What the business actually does. PepsiCo runs two engines: a global convenient-foods business (Frito-Lay / Quaker — the higher-margin, harder-to-replicate snack franchise) bolted to a worldwide beverage system. Snacks are the crown jewel — shelf dominance, route-to-market density, and pricing power that a private label can't dislodge at scale.

The numbers, FY2025 10-K (SEC XBRL, period end 2025-12-27). Revenue $93.9B, up from $91.9B prior — low-single-digit top line, this is a GDP-plus compounder, not a grower. Gross profit $50.9B (~54% gross margin). Operating income $11.5B (~12% op margin), down from $12.9B — margin gave a bit on input costs and mix. Net income $8.24B, diluted EPS $6.00 (off $6.95 — an earnings air-pocket, partly impairment/restructuring). The line that matters: operating cash flow $12.1B, essentially flat YoY ($12.5B prior). The cash engine held while reported EPS dipped — that gap is exactly the dislocation. Balance sheet carries leverage ($86.9B liabilities on $20.4B equity) but it's investment-grade staples leverage against a $12B annual cash machine.
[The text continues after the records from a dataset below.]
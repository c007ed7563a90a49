use crate::domain::model::{CatalogItem, ModificationMarker, RatingLedger, Tier};
use crate::domain::ports::{Clock, ItemStore, LedgerStore, LocalStore, MarkerStore};
use crate::utils::error::{CatalogError, Result};
use async_trait::async_trait;
use chrono::{DateTime, Duration, Utc};
use std::collections::HashMap;
use std::sync::atomic::{AtomicBool, Ordering};
use std::sync::{Arc, Mutex};

/// In-memory document store for tests and demo mode. Implements all
/// three remote-store ports against process-local maps; `set_offline`
/// simulates an unreachable remote.
pub struct MemoryStore {
    items: Mutex<Vec<CatalogItem>>,
    ledgers: Mutex<Vec<RatingLedger>>,
    markers: Mutex<HashMap<String, ModificationMarker>>,
    clock: Arc<dyn Clock>,
    offline: AtomicBool,
}

impl MemoryStore {
    pub fn new(clock: Arc<dyn Clock>) -> Self {
        Self {
            items: Mutex::new(Vec::new()),
            ledgers: Mutex::new(Vec::new()),
            markers: Mutex::new(HashMap::new()),
            clock,
            offline: AtomicBool::new(false),
        }
    }

    pub fn set_offline(&self, offline: bool) {
        self.offline.store(offline, Ordering::SeqCst);
    }

    fn check_online(&self) -> Result<()> {
        if self.offline.load(Ordering::SeqCst) {
            Err(CatalogError::RemoteUnavailable("store offline".into()))
        } else {
            Ok(())
        }
    }
}

#[async_trait]
impl ItemStore for MemoryStore {
    async fn all_items(&self) -> Result<Vec<CatalogItem>> {
        self.check_online()?;
        let mut items = self.items.lock().expect("items lock").clone();
        items.sort_by_key(|i| i.ordinal);
        Ok(items)
    }

    async fn elevated_items(&self) -> Result<Vec<CatalogItem>> {
        self.check_online()?;
        Ok(self
            .items
            .lock()
            .expect("items lock")
            .iter()
            .filter(|i| i.tier == Tier::Elevated)
            .cloned()
            .collect())
    }

    async fn insert_item(&self, item: CatalogItem) -> Result<()> {
        self.check_online()?;
        self.items.lock().expect("items lock").push(item);
        Ok(())
    }

    async fn set_ordinal(&self, id: &str, ordinal: u32) -> Result<()> {
        self.check_online()?;
        let mut items = self.items.lock().expect("items lock");
        match items.iter_mut().find(|i| i.id == id) {
            Some(item) => {
                item.ordinal = ordinal;
                Ok(())
            }
            None => Err(CatalogError::ItemNotFound(id.to_string())),
        }
    }

    async fn delete_item(&self, id: &str) -> Result<()> {
        self.check_online()?;
        self.items.lock().expect("items lock").retain(|i| i.id != id);
        Ok(())
    }
}

#[async_trait]
impl LedgerStore for MemoryStore {
    async fn ledgers_for_item(&self, item_id: &str) -> Result<Vec<RatingLedger>> {
        self.check_online()?;
        Ok(self
            .ledgers
            .lock()
            .expect("ledgers lock")
            .iter()
            .filter(|l| l.item_id == item_id)
            .cloned()
            .collect())
    }

    async fn all_ledgers(&self) -> Result<Vec<RatingLedger>> {
        self.check_online()?;
        Ok(self.ledgers.lock().expect("ledgers lock").clone())
    }

    async fn upsert_ledger(&self, ledger: RatingLedger) -> Result<()> {
        self.check_online()?;
        let mut ledgers = self.ledgers.lock().expect("ledgers lock");
        match ledgers.iter_mut().find(|l| l.item_id == ledger.item_id) {
            Some(existing) => *existing = ledger,
            None => ledgers.push(ledger),
        }
        Ok(())
    }

    async fn delete_ledger(&self, item_id: &str) -> Result<()> {
        self.check_online()?;
        self.ledgers
            .lock()
            .expect("ledgers lock")
            .retain(|l| l.item_id != item_id);
        Ok(())
    }
}

#[async_trait]
impl MarkerStore for MemoryStore {
    async fn marker(&self, domain: &str) -> Result<Option<ModificationMarker>> {
        self.check_online()?;
        Ok(self
            .markers
            .lock()
            .expect("markers lock")
            .get(domain)
            .cloned())
    }

    async fn touch(&self, domain: &str) -> Result<()> {
        self.check_online()?;
        // The injected clock stands in for server-assigned time here.
        let marker = ModificationMarker {
            domain: domain.to_string(),
            last_modified_at: self.clock.now(),
        };
        self.markers
            .lock()
            .expect("markers lock")
            .insert(domain.to_string(), marker);
        Ok(())
    }
}

/// Process-local key-value store backing the staleness cache.
#[derive(Default)]
pub struct MemoryLocalStore {
    entries: Mutex<HashMap<String, String>>,
}

impl MemoryLocalStore {
    pub fn new() -> Self {
        Self::default()
    }
}

impl LocalStore for MemoryLocalStore {
    fn get(&self, key: &str) -> Option<String> {
        self.entries.lock().expect("local store lock").get(key).cloned()
    }

    fn set(&self, key: &str, value: String) {
        self.entries
            .lock()
            .expect("local store lock")
            .insert(key.to_string(), value);
    }

    fn delete(&self, key: &str) {
        self.entries.lock().expect("local store lock").remove(key);
    }
}

/// Hand-cranked clock for deterministic cache tests.
pub struct ManualClock {
    now: Mutex<DateTime<Utc>>,
}

impl ManualClock {
    pub fn starting_at(now: DateTime<Utc>) -> Self {
        Self { now: Mutex::new(now) }
    }

    pub fn advance(&self, by: Duration) {
        let mut now = self.now.lock().expect("clock lock");
        *now += by;
    }
}

impl Clock for ManualClock {
    fn now(&self) -> DateTime<Utc> {
        *self.now.lock().expect("clock lock")
    }
}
Why now. The stock is down ~15% over the last three months (168 adj → 142.54 on 2026-06-03) and printed fresh lows the last two weeks. The market is extrapolating the EPS air-pocket and a soft beverage volume narrative into the cash flows. I'm buying the franchise on a de-rating while OCF held flat — paying down toward a high-single-digit free-cash yield on a Dividend-King staple. Fits Priya's late-cycle / real-rate frame: low-beta, durable cash-flow yield over long-duration growth, and Staples sits underweight in the book (5.4% vs SPY 6.0%), so this adds active share outside the full Financials sleeve.

How I'd know I'm wrong. The thesis is cash-flow durability, not the tape. If FY2026 operating cash flow breaks below ~$11B — i.e., the snack franchise's pricing power is actually eroding, not just a one-off cost year — the franchise premise is cracking and I re-underwrite. Price stop: -15% relative to entry returns it to the committee. Watch the next print's North America snack volume/price split and gross margin trajectory.

Sizing. 2.5% of NAV. Gate dry-run clears (would_clear=true, no breaches) against the live book. Single-name 0.5–3.5% band: fine. Staples sector moves from 5.4% toward ~7% — still under the 1.6x SPY ceiling.

Caveat for the room: EODHD is throwing 502s today, so I could not pull the live dividend/yield snapshot or upcoming earnings date — those numbers are from memory pending the feed; the FY2025 financials and the price history are primary-sourced and verified.